START Entries supplied

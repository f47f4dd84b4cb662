//! Snapshot Builder
//!
//! Aggregates the network state into the payload pushed to subscribers.

use rand::Rng;

use crate::nakamoto;
use crate::network_state::NetworkState;
use crate::types::{round_to, DecentralizationSecurity, NetworkHealth, Snapshot, Validator};

/// Rounds of confirmation before a transaction is final
pub const FINALITY_ROUNDS: f64 = 3.0;

/// Transactions per round are drawn from this range
pub const MIN_TXS_PER_ROUND: u32 = 50;
pub const MAX_TXS_PER_ROUND: u32 = 200;

/// Snapshot assembly parameters
#[derive(Debug, Clone, Copy)]
pub struct SnapshotBuilder {
    /// Reported as-is; the protocol's consensus-level coefficient
    pub nakamoto_consensus: u32,

    /// Validators included per snapshot
    pub sample_size: usize,
}

impl SnapshotBuilder {
    pub fn new(nakamoto_consensus: u32, sample_size: usize) -> Self {
        Self {
            nakamoto_consensus,
            sample_size,
        }
    }

    /// Build a snapshot of the current state
    pub fn build<R: Rng + ?Sized>(&self, state: &NetworkState, rng: &mut R) -> Snapshot {
        let avg_round_time = state.round_times().average();
        let finality = avg_round_time * FINALITY_ROUNDS;

        let txs = rng.gen_range(MIN_TXS_PER_ROUND..MAX_TXS_PER_ROUND) as f64;
        let realtime_tps = if avg_round_time > 0.0 { txs / avg_round_time } else { 0.0 };

        // Stake moves every tick, so this is never cached
        let nakamoto_stake = nakamoto::stake_coefficient(&state.registry.stakes());

        let validator_operations = state
            .registry
            .sample(self.sample_size, rng)
            .into_iter()
            .map(present_validator)
            .collect();

        Snapshot {
            network_health: NetworkHealth {
                latest_consensus_round: state.round(),
                avg_round_time: round_to(avg_round_time, 2),
                transaction_finality: round_to(finality, 2),
                realtime_tps: round_to(realtime_tps, 1),
                active_participants: state.participant_count(),
                total_network_nodes: state.total_network_nodes(),
                total_master_nodes: state.total_master_nodes(),
            },
            decentralization_security: DecentralizationSecurity {
                nakamoto_consensus: self.nakamoto_consensus,
                nakamoto_stake,
                safety_violations_24h: state.safety_violations,
                liveness_violations_24h: state.liveness_violations,
                total_blame_messages_24h: state.blame_messages,
                gini_coefficient: round_to(state.gini_coefficient(), 4),
            },
            validator_operations,
        }
    }
}

/// Dashboard presentation of a validator record
fn present_validator(mut v: Validator) -> Validator {
    v.uptime_7d = round_to(v.uptime_7d, 2);
    v
}
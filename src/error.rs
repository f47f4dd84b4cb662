//! Error types for the consensus monitor

/// Errors surfaced by configuration loading and the broadcast path.
///
/// Simulated safety and liveness violations are not errors; they are
/// recorded as counters in the network state.
#[derive(Debug, thiserror::Error)]
pub enum MonitorError {
    #[error("Invalid configuration: {0}")]
    InvalidConfig(String),

    #[error("Failed to read configuration: {0}")]
    ConfigIo(#[from] std::io::Error),

    #[error("Failed to parse configuration: {0}")]
    ConfigParse(#[from] toml::de::Error),

    #[error("Failed to encode event: {0}")]
    Encode(#[from] serde_json::Error),

    #[error("Tick scheduler has been stopped")]
    SchedulerStopped,
}
//! Monitor Configuration
//!
//! Configurable parameters for the simulator and its HTTP/WebSocket API.
//! Defaults reproduce a 108 master-node network with 2 second rounds.

use serde::{Deserialize, Serialize};
use std::path::Path;

use crate::error::MonitorError;

/// Main configuration for the consensus monitor
#[derive(Debug, Clone, Serialize, Deserialize)]
#[serde(default)]
pub struct MonitorConfig {
    // === Timing ===

    /// Delay between two simulation ticks (milliseconds)
    pub tick_interval_ms: u64,

    // === Network shape ===

    /// Consensus round the simulation starts from
    pub initial_round: u64,

    /// Number of master nodes (validators), fixed for the run
    pub total_master_nodes: usize,

    /// Initial total node count (must be >= master nodes)
    pub initial_network_nodes: u64,

    /// Consensus-based Nakamoto coefficient reported as a constant
    pub nakamoto_consensus: u32,

    /// Capacity of the round-time sliding window
    pub round_window_size: usize,

    /// Round time every window slot is seeded with (seconds)
    pub initial_round_time_secs: f64,

    /// Starting Gini coefficient
    pub initial_gini: f64,

    /// Lower clamp for the Gini coefficient
    pub gini_min: f64,

    /// Upper clamp for the Gini coefficient
    pub gini_max: f64,

    // === Validator dynamics ===

    /// Probability a validator misses a round on a given tick
    pub missed_round_probability: f64,

    /// Rounds between missed-round / uptime resets
    pub reset_period_rounds: u64,

    // === Violations ===

    /// Per-tick probability of a safety violation (slashes a validator)
    pub safety_violation_probability: f64,

    /// Per-tick probability of a liveness violation (records blame messages)
    pub liveness_violation_probability: f64,

    // === Broadcast ===

    /// Number of validators sampled into each snapshot
    pub snapshot_sample_size: usize,

    /// Per-subscriber queue depth before updates are dropped
    pub subscriber_queue_depth: usize,

    // === Network ===

    /// Port for the HTTP/WebSocket API
    pub api_port: u16,

    /// Optional RNG seed for reproducible runs
    pub rng_seed: Option<u64>,
}

impl Default for MonitorConfig {
    fn default() -> Self {
        Self {
            tick_interval_ms: 2_000,

            initial_round: 64_102_831,
            total_master_nodes: 108,
            initial_network_nodes: 1_500,
            nakamoto_consensus: 72,
            round_window_size: 100,
            initial_round_time_secs: 2.0,
            initial_gini: 0.45,
            gini_min: 0.4,
            gini_max: 0.5,

            missed_round_probability: 0.02,
            reset_period_rounds: 500,

            safety_violation_probability: 0.0005,  // roughly once every 2000 rounds
            liveness_violation_probability: 0.01,

            snapshot_sample_size: 20,
            subscriber_queue_depth: 16,

            api_port: 5000,
            rng_seed: None,
        }
    }
}

impl MonitorConfig {
    /// Load configuration from TOML file
    pub fn load(path: &Path) -> Result<Self, MonitorError> {
        let content = std::fs::read_to_string(path)?;
        let config: Self = toml::from_str(&content)?;
        Ok(config)
    }

    /// Save configuration to TOML file
    pub fn save(&self, path: &Path) -> Result<(), MonitorError> {
        let content = toml::to_string_pretty(self)
            .map_err(|e| MonitorError::InvalidConfig(e.to_string()))?;
        std::fs::write(path, content)?;
        Ok(())
    }

    // Builder-style methods for CLI overrides

    pub fn with_api_port(mut self, port: u16) -> Self {
        self.api_port = port;
        self
    }

    pub fn with_tick_interval_ms(mut self, interval_ms: Option<u64>) -> Self {
        if let Some(ms) = interval_ms {
            self.tick_interval_ms = ms;
        }
        self
    }

    pub fn with_rng_seed(mut self, seed: Option<u64>) -> Self {
        if seed.is_some() {
            self.rng_seed = seed;
        }
        self
    }

    /// Tick interval as a `Duration`
    pub fn tick_interval(&self) -> std::time::Duration {
        std::time::Duration::from_millis(self.tick_interval_ms)
    }

    /// Validate configuration values
    pub fn validate(&self) -> Result<(), MonitorError> {
        if self.tick_interval_ms == 0 {
            return Err(MonitorError::InvalidConfig(
                "tick_interval_ms must be greater than 0".to_string(),
            ));
        }

        if self.round_window_size == 0 {
            return Err(MonitorError::InvalidConfig(
                "round_window_size must be greater than 0".to_string(),
            ));
        }

        if self.total_master_nodes == 0 {
            return Err(MonitorError::InvalidConfig(
                "total_master_nodes must be greater than 0".to_string(),
            ));
        }

        if self.initial_network_nodes < self.total_master_nodes as u64 {
            return Err(MonitorError::InvalidConfig(format!(
                "initial_network_nodes ({}) must be at least total_master_nodes ({})",
                self.initial_network_nodes, self.total_master_nodes
            )));
        }

        if !self.initial_round_time_secs.is_finite() || self.initial_round_time_secs <= 0.0 {
            return Err(MonitorError::InvalidConfig(format!(
                "initial_round_time_secs ({}) must be a positive number",
                self.initial_round_time_secs
            )));
        }

        // NaN fails every comparison, so the bounds are checked positively
        let gini_bounds_ok = self.gini_min >= 0.0
            && self.gini_min <= self.gini_max
            && self.gini_max <= 1.0;
        if !gini_bounds_ok {
            return Err(MonitorError::InvalidConfig(format!(
                "gini bounds must satisfy 0 <= gini_min ({}) <= gini_max ({}) <= 1",
                self.gini_min, self.gini_max
            )));
        }

        if !(self.gini_min..=self.gini_max).contains(&self.initial_gini) {
            return Err(MonitorError::InvalidConfig(format!(
                "initial_gini ({}) must be within [{}, {}]",
                self.initial_gini, self.gini_min, self.gini_max
            )));
        }

        for (name, p) in [
            ("missed_round_probability", self.missed_round_probability),
            ("safety_violation_probability", self.safety_violation_probability),
            ("liveness_violation_probability", self.liveness_violation_probability),
        ] {
            if !(0.0..=1.0).contains(&p) {
                return Err(MonitorError::InvalidConfig(format!(
                    "{} ({}) must be within [0, 1]",
                    name, p
                )));
            }
        }

        if self.reset_period_rounds == 0 {
            return Err(MonitorError::InvalidConfig(
                "reset_period_rounds must be greater than 0".to_string(),
            ));
        }

        if self.subscriber_queue_depth == 0 {
            return Err(MonitorError::InvalidConfig(
                "subscriber_queue_depth must be greater than 0".to_string(),
            ));
        }

        Ok(())
    }
}

#[cfg(test)]
mod tests {
    use super::*;

    #[test]
    fn test_default_config() {
        let config = MonitorConfig::default();
        assert_eq!(config.total_master_nodes, 108);
        assert_eq!(config.round_window_size, 100);
        assert_eq!(config.tick_interval_ms, 2_000);
        assert!(config.rng_seed.is_none());
        assert!(config.validate().is_ok());
    }

    #[test]
    fn test_config_validation() {
        let mut config = MonitorConfig::default();
        config.initial_network_nodes = 50;
        assert!(config.validate().is_err());

        let mut config = MonitorConfig::default();
        config.safety_violation_probability = 1.5;
        assert!(config.validate().is_err());

        let mut config = MonitorConfig::default();
        config.gini_min = 0.6;
        assert!(config.validate().is_err());

        let mut config = MonitorConfig::default();
        config.round_window_size = 0;
        assert!(config.validate().is_err());
    }

    #[test]
    fn test_config_validation_float_ranges() {
        let invalid = [
            MonitorConfig { gini_min: f64::NAN, ..MonitorConfig::default() },
            MonitorConfig { gini_max: f64::NAN, ..MonitorConfig::default() },
            MonitorConfig { gini_min: -0.1, ..MonitorConfig::default() },
            MonitorConfig { gini_max: 1.5, initial_gini: 0.45, ..MonitorConfig::default() },
            MonitorConfig { initial_gini: f64::NAN, ..MonitorConfig::default() },
            MonitorConfig { initial_gini: 0.9, ..MonitorConfig::default() },
            MonitorConfig { initial_round_time_secs: f64::NAN, ..MonitorConfig::default() },
            MonitorConfig { initial_round_time_secs: f64::INFINITY, ..MonitorConfig::default() },
            MonitorConfig { initial_round_time_secs: 0.0, ..MonitorConfig::default() },
            MonitorConfig { initial_round_time_secs: -2.0, ..MonitorConfig::default() },
            MonitorConfig { liveness_violation_probability: f64::NAN, ..MonitorConfig::default() },
        ];

        for config in invalid {
            assert!(
                matches!(config.validate(), Err(MonitorError::InvalidConfig(_))),
                "accepted {:?}",
                config
            );
        }

        // Degenerate but well-formed band
        let config = MonitorConfig {
            gini_min: 0.45,
            gini_max: 0.45,
            ..MonitorConfig::default()
        };
        assert!(config.validate().is_ok());
    }

    #[test]
    fn test_nan_from_file_is_rejected() {
        let dir = tempfile::tempdir().unwrap();
        let path = dir.path().join("nan.toml");
        std::fs::write(&path, "gini_min = nan\n").unwrap();

        let loaded = MonitorConfig::load(&path).unwrap();
        assert!(loaded.gini_min.is_nan());
        assert!(loaded.validate().is_err());
    }

    #[test]
    fn test_builder_methods() {
        let config = MonitorConfig::default()
            .with_api_port(9090)
            .with_tick_interval_ms(Some(250))
            .with_rng_seed(Some(7));

        assert_eq!(config.api_port, 9090);
        assert_eq!(config.tick_interval_ms, 250);
        assert_eq!(config.rng_seed, Some(7));

        // None leaves the loaded value alone
        let config = config.with_tick_interval_ms(None).with_rng_seed(None);
        assert_eq!(config.tick_interval_ms, 250);
        assert_eq!(config.rng_seed, Some(7));
    }

    #[test]
    fn test_save_and_load() {
        let dir = tempfile::tempdir().unwrap();
        let path = dir.path().join("monitor.toml");

        let config = MonitorConfig::default().with_api_port(6000).with_rng_seed(Some(42));
        config.save(&path).unwrap();

        let loaded = MonitorConfig::load(&path).unwrap();
        assert_eq!(loaded.api_port, 6000);
        assert_eq!(loaded.rng_seed, Some(42));
        assert_eq!(loaded.total_master_nodes, config.total_master_nodes);
    }

    #[test]
    fn test_partial_file_uses_defaults() {
        let dir = tempfile::tempdir().unwrap();
        let path = dir.path().join("partial.toml");
        std::fs::write(&path, "total_master_nodes = 21\n").unwrap();

        let loaded = MonitorConfig::load(&path).unwrap();
        assert_eq!(loaded.total_master_nodes, 21);
        assert_eq!(loaded.round_window_size, 100);
    }
}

END Entries supplied

## Exercise goal
Reproduce exactly the lines that run from the start of the records to the line with "use crate::network_state::NetworkState;", both included.

## Response box
repository f47f4dd84b4cb662
//! Snapshot Builder
//!
//! Aggregates the network state into the payload pushed to subscribers.

use rand::Rng;

use crate::nakamoto;
use crate::network_state::NetworkState;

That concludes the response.